Anderhalve eeuw later werd in de stad het grote Concilie van Chalcedon (het 4e Oecumenische Concilie, 451) gehouden, vooral om een beslissing te nemen over de leer van Eutyches die predikte dat Christus uitsluitend een goddelijke Persoon was, terwijl de Kerk steeds geleerd had dat Christus volledig God, maar evenzeer volledig mens is. Het lichaam van de beroemde heilige van de stad, Eufemia, was nog steeds geheel ongeschonden, en de vaders kwamen op de gedachte haar raad in te winnen. Haar schrijn werd geopend en in haar handen werd zowel een orthodoxe geloofsbelijdenis gelegd als een volgens Eutyches. Daarna werd de kist weer gesloten en door alle aanwezige bisschoppen verzegeld. Toen na 3 dagen de zegels verbroken werden, lag het credo van Eutyches vertrapt onder haar voeten, terwijl de andere op haar borst rustte. Deze gebeurtenis wordt gevierd op 11 juli.
De heilige martelares Sebastiana, een bekeerlinge van de heilige apostel Paulos. Zij werd onder Dometiaan gefolterd en gedood te Heraklea in Thracië, rond het jaar 90.
De heilige martelares Melitena leefde in Marcianopolis in Thracië. Tijdens de vervolging van Antoninus, tegen het jaar 160, werd zij langdurig gefolterd. Maar de steeds heftiger kwellingen doorstond zij met zulk een blijmoedige standvastigheid, terwijl er ook zulke wonderbare gebeurtenissen plaatsgrepen, dat vele heidenen, waaronder ook de vrouw van de gouverneur‚ zich tot Christus bekeerden. Zij werd daarom haastig onthoofd.

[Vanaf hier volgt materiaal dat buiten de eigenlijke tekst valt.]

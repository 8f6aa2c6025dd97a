//! Wiring shared by the commands: configuration loading and coordinator
//! construction.

use super::CliConfig;
use crate::catalog;
use crate::config::UpdaterConfig;
use crate::core::UpdateError;
use crate::notify::{ConsoleNotifier, LogNotifier, Notifier};
use crate::signal::FileSignalChannel;
use crate::updater::UpdateCoordinator;
use crate::updater::version::read_installed_version;
use anyhow::{Context, Result};
use colored::Colorize;
use std::path::PathBuf;
use std::sync::Arc;
use tracing::debug;

/// Configuration plus the values resolved from it and the command line.
#[derive(Debug, Clone)]
pub struct CommandContext {
    pub config: UpdaterConfig,
    pub config_path: Option<PathBuf>,
    pub install_path: PathBuf,
    pub no_progress: bool,
}

impl CommandContext {
    pub async fn load(cli: &CliConfig) -> Result<Self> {
        let config = UpdaterConfig::load_with_optional(cli.config_path.clone()).await?;
        let install_path = config.resolve_install_path(cli.install_path.as_deref())?;
        if !install_path.is_dir() {
            return Err(UpdateError::Config {
                message: format!("install path {} is not a directory", install_path.display()),
            }
            .into());
        }
        debug!("Install path: {}", install_path.display());

        Ok(Self {
            config,
            config_path: cli.config_path.clone(),
            install_path,
            no_progress: cli.no_progress,
        })
    }

    /// Build a coordinator talking to the configured catalog and companion.
    pub fn coordinator(&self, notifier: Arc<dyn Notifier>) -> Result<UpdateCoordinator> {
        let catalog = catalog::from_config(&self.config.catalog, self.config.request_timeout())
            .context("Failed to set up the update catalog")?;
        let signal = Arc::new(FileSignalChannel::new(self.config.ipc_dir()?));

        Ok(UpdateCoordinator::new(catalog, signal, notifier, &self.install_path)
            .configure(&self.config))
    }

    /// Notifier for interactive commands.
    pub fn console_notifier(&self) -> Arc<dyn Notifier> {
        let notifier = ConsoleNotifier::new();
        if self.no_progress {
            Arc::new(notifier.without_progress())
        } else {
            Arc::new(notifier)
        }
    }

    /// Notifier for unattended runs.
    pub fn log_notifier(&self) -> Arc<dyn Notifier> {
        Arc::new(LogNotifier)
    }

    /// Installed version, or a placeholder when the marker is unreadable.
    pub async fn installed_version_label(&self) -> String {
        match read_installed_version(&self.install_path).await {
            Ok(version) if version.is_empty() => "(empty marker)".dimmed().to_string(),
            Ok(version) => version,
            Err(e) => {
                debug!("{e}");
                "unknown".yellow().to_string()
            }
        }
    }
}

Het schip waarmee de vrome Akakios haar lichaam naar Macedonië wilde brengen, leed schipbreuk, waarna de kostbare reliek aanspoelde op het eiland Lemnos‚ waar deze nog altijd in ere gehouden wordt.
De heilige Ludmilla, de dochter van een Slavische prins, leefde in de 10e eeuw. Zij was gehuwd met de hertog van Bohemen, die daarna door de prediking van de heilige Methodios christen geworden was. Ludmilla volgde haar echtgenoot, maar spoedig daarna werd zij weduwe en bleef achter met haar twee zonen, nadat de hertog op de leeftijd van 35 jaar gestorven was. De jonge weduwe Ludmilla, was algemeen geliefd door haar vriendelijkheid en haar zorg voor de armen. Dit wekte de wraakzucht op van de nieuwe heerseres en deze liet Ludmilla wurgen door sluipmoordenaars, in de jaren rond 925. Later werd haar lichaam naar Praag overgebracht door de heilige Wenceslaus, de zoon van de moordenares. Zij is een van de beroemde patroonheiligen van het Slavische Bohemen‚ naast Wenceslaus (28 september) , Agnes (2 maart) en Prokopios (4 juli). Haar naam betekent: de lieveling van het volk.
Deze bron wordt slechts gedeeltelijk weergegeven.